**What the task requires:**
In the listing below, locate the lines that hold the string "override". Copy those lines.

**Source data:**
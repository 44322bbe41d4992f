use clap::{Parser, Subcommand};
use futures_util::{SinkExt, StreamExt};
use tokio_tungstenite::tungstenite::Message;

// Exit codes: 0 success, 2 invalid args, 3 gateway unreachable,
// 4 authorization failed, 5 remote error.
const EXIT_INVALID_ARGS: i32 = 2;
const EXIT_UNREACHABLE: i32 = 3;
const EXIT_UNAUTHORIZED: i32 = 4;
const EXIT_REMOTE: i32 = 5;

#[derive(Parser)]
#[command(name = "clawdis")]
#[command(about = "Clawdis personal-assistant gateway", long_about = None)]
struct Cli {
    /// Config file path (default: OPENCLAW_STATE_DIR/config.json or ~/.clawdis/config.json)
    #[arg(long, short, global = true, value_name = "PATH")]
    config: Option<std::path::PathBuf>,

    #[command(subcommand)]
    command: Commands,
}

#[derive(Subcommand)]
enum Commands {
    /// Run the gateway daemon, or talk to a running one.
    Gateway {
        /// Bind address override (default from config or 127.0.0.1)
        #[arg(long)]
        bind: Option<String>,

        /// Control-plane port override (default from config or 18789)
        #[arg(long, short)]
        port: Option<u16>,

        /// Without a subcommand the daemon itself is started.
        #[command(subcommand)]
        command: Option<GatewayCommands>,
    },

    /// Paired-node management.
    Nodes {
        #[command(subcommand)]
        command: NodeCommands,
    },

    /// Trigger a heartbeat-style forced prompt on the main session.
    Heartbeat {
        /// Prompt text (default "HEARTBEAT")
        #[arg(long, short)]
        message: Option<String>,
    },

    /// Cron job management.
    Cron {
        #[command(subcommand)]
        command: CronCommands,
    },
}

#[derive(Subcommand)]
enum GatewayCommands {
    /// Send a message through a connected channel.
    Send {
        #[arg(long)]
        to: String,
        #[arg(long, short)]
        message: String,
        #[arg(long)]
        channel: Option<String>,
    },

    /// Run one agent turn via the gateway.
    Agent {
        #[arg(long, short)]
        message: String,
        #[arg(long, value_name = "KEY")]
        session_key: Option<String>,
        #[arg(long)]
        thinking: Option<String>,
    },

    /// Gateway health (providers and link state).
    Health,

    /// Gateway status (sessions, runs in flight, heartbeats).
    Status,
}

#[derive(Subcommand)]
enum NodeCommands {
    /// List paired nodes and their connection state.
    List,
    /// List pairing requests waiting for approval.
    Pending,
    /// Approve a pending pairing.
    Approve { node_id: String },
    /// Reject a pending pairing.
    Reject { node_id: String },
    /// Invoke a command on a connected node.
    Invoke {
        node_id: String,
        command: String,
        /// JSON-encoded parameters.
        #[arg(long)]
        params: Option<String>,
    },
}

#[derive(Subcommand)]
enum CronCommands {
    List,
    Add {
        /// Schedule, e.g. "every:30m"
        #[arg(long)]
        schedule: String,
        #[arg(long, short)]
        message: String,
        #[arg(long, value_name = "KEY")]
        session_key: Option<String>,
    },
    Remove { id: String },
    RunNow { id: String },
}

#[tokio::main]
async fn main() {
    env_logger::Builder::from_env(env_logger::Env::default().default_filter_or("warn")).init();

    let cli = Cli::parse();
    let code = run(cli).await;
    std::process::exit(code);
}

async fn run(cli: Cli) -> i32 {
    match cli.command {
        Commands::Gateway {
            command: Some(command),
            ..
        } => {
            let (method, params) = match command {
                GatewayCommands::Send {
                    to,
                    message,
                    channel,
                } => {
                    let mut params = serde_json::json!({ "to": to, "message": message });
                    if let Some(c) = channel {
                        params["channel"] = serde_json::Value::String(c);
                    }
                    ("send", params)
                }
                GatewayCommands::Agent {
                    message,
                    session_key,
                    thinking,
                } => {
                    let mut params = serde_json::json!({ "message": message });
                    if let Some(k) = session_key {
                        params["sessionKey"] = serde_json::Value::String(k);
                    }
                    if let Some(t) = thinking {
                        params["thinking"] = serde_json::Value::String(t);
                    }
                    ("agent", params)
                }
                GatewayCommands::Health => ("health", serde_json::json!({})),
                GatewayCommands::Status => ("status", serde_json::json!({})),
            };
            call_and_print(cli.config, method, params).await
        }

        Commands::Gateway {
            bind,
            port,
            command: None,
        } => {
            let (mut config, path) = match lib::config::load_config(cli.config) {
                Ok(v) => v,
                Err(e) => {
                    log::error!("loading config failed: {}", e);
                    return EXIT_INVALID_ARGS;
                }
            };
            if let Some(b) = bind {
                config.gateway.bind = b;
            }
            if let Some(p) = port {
                config.gateway.port = p;
            }
            log::info!(
                "starting gateway on {}:{}",
                config.gateway.bind,
                config.gateway.port
            );
            match lib::gateway::run_gateway(config, path).await {
                Ok(()) => 0,
                Err(e) => {
                    log::error!("gateway failed: {}", e);
                    1
                }
            }
        }

        Commands::Nodes { command } => {
            let (method, params) = match command {
                NodeCommands::List => ("nodes.list", serde_json::json!({})),
                NodeCommands::Pending => ("nodes.pending", serde_json::json!({})),
                NodeCommands::Approve { node_id } => {
                    ("nodes.approve", serde_json::json!({ "nodeId": node_id }))
                }
                NodeCommands::Reject { node_id } => {
                    ("nodes.reject", serde_json::json!({ "nodeId": node_id }))
                }
                NodeCommands::Invoke {
                    node_id,
                    command,
                    params,
                } => (
                    "nodes.invoke",
                    serde_json::json!({
                        "nodeId": node_id,
                        "command": command,
                        "paramsJson": params,
                    }),
                ),
            };
            call_and_print(cli.config, method, params).await
        }

        Commands::Heartbeat { message } => {
            let params = serde_json::json!({
                "message": message.unwrap_or_else(|| "HEARTBEAT".to_string()),
            });
            call_and_print(cli.config, "agent", params).await
        }

        Commands::Cron { command } => {
            let (method, params) = match command {
                CronCommands::List => ("cron.list", serde_json::json!({})),
                CronCommands::Add {
                    schedule,
                    message,
                    session_key,
                } => (
                    "cron.add",
                    serde_json::json!({
                        "schedule": schedule,
                        "message": message,
                        "sessionKey": session_key,
                    }),
                ),
                CronCommands::Remove { id } => ("cron.remove", serde_json::json!({ "id": id })),
                CronCommands::RunNow { id } => ("cron.runNow", serde_json::json!({ "id": id })),
            };
            call_and_print(cli.config, method, params).await
        }
    }
}

/// Issue one RPC against the gateway and print the result as JSON.
async fn call_and_print(
    config_path: Option<std::path::PathBuf>,
    method: &str,
    params: serde_json::Value,
) -> i32 {
    match call_gateway(config_path, method, params).await {
        Ok(result) => {
            println!(
                "{}",
                serde_json::to_string_pretty(&result).unwrap_or_default()
            );
            0
        }
        Err(CallError::Unreachable(e)) => {
            eprintln!("gateway unreachable: {}", e);
            EXIT_UNREACHABLE
        }
        Err(CallError::Unauthorized(e)) => {
            eprintln!("authorization failed: {}", e);
            EXIT_UNAUTHORIZED
        }
        Err(CallError::Remote(e)) => {
            eprintln!("error: {}", e);
            EXIT_REMOTE
        }
    }
}

enum CallError {
    Unreachable(String),
    Unauthorized(String),
    Remote(String),
}

/// Connect, authenticate when a token is configured, send one request, and
/// return its result.
async fn call_gateway(
    config_path: Option<std::path::PathBuf>,
    method: &str,
    params: serde_json::Value,
) -> Result<serde_json::Value, CallError> {
    let (config, _) =
        lib::config::load_config(config_path).map_err(|e| CallError::Remote(e.to_string()))?;
    let token = lib::config::resolve_gateway_token(&config);
    let ws_url = format!(
        "ws://{}:{}/ws",
        config.gateway.bind.trim(),
        config.gateway.port
    );

    let (mut ws, _) = tokio_tungstenite::connect_async(&ws_url)
        .await
        .map_err(|e| CallError::Unreachable(e.to_string()))?;

    if let Some(token) = token {
        let hello = serde_json::json!({
            "id": "hello",
            "method": "hello",
            "params": { "token": token }
        });
        ws.send(Message::Text(hello.to_string()))
            .await
            .map_err(|e| CallError::Unreachable(e.to_string()))?;
        wait_response(&mut ws, "hello")
            .await
            .map_err(CallError::Unauthorized)?;
    }

    let req = serde_json::json!({ "id": "1", "method": method, "params": params });
    ws.send(Message::Text(req.to_string()))
        .await
        .map_err(|e| CallError::Unreachable(e.to_string()))?;
    wait_response(&mut ws, "1").await.map_err(|e| {
        if e.contains("UNAUTHORIZED") {
            CallError::Unauthorized(e)
        } else {
            CallError::Remote(e)
        }
    })
}

/// Read frames until the response with the given id arrives; server events in
/// between are skipped.
async fn wait_response<S>(ws: &mut S, id: &str) -> Result<serde_json::Value, String>
where
    S: StreamExt<Item = Result<Message, tokio_tungstenite::tungstenite::Error>> + Unpin,
{
    while let Some(msg) = ws.next().await {
        let msg = msg.map_err(|e| e.to_string())?;
        let Message::Text(text) = msg else { continue };
        let res: serde_json::Value = serde_json::from_str(&text).map_err(|e| e.to_string())?;
        if res.get("id").and_then(|v| v.as_str()) != Some(id) {
            continue; // event frame or other response
        }
        if res.get("ok").and_then(|v| v.as_bool()).unwrap_or(false) {
            return Ok(res.get("result").cloned().unwrap_or(serde_json::json!({})));
        }
        let code = res
            .pointer("/error/code")
            .and_then(|v| v.as_str())
            .unwrap_or("ERROR");
        let message = res
            .pointer("/error/message")
            .and_then(|v| v.as_str())
            .unwrap_or("request failed");
        return Err(format!("{}: {}", code, message));
    }
    Err("connection closed before response".to_string())
}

**Solution below:**
        /// Bind address override (default from config or 127.0.0.1)
        /// Control-plane port override (default from config or 18789)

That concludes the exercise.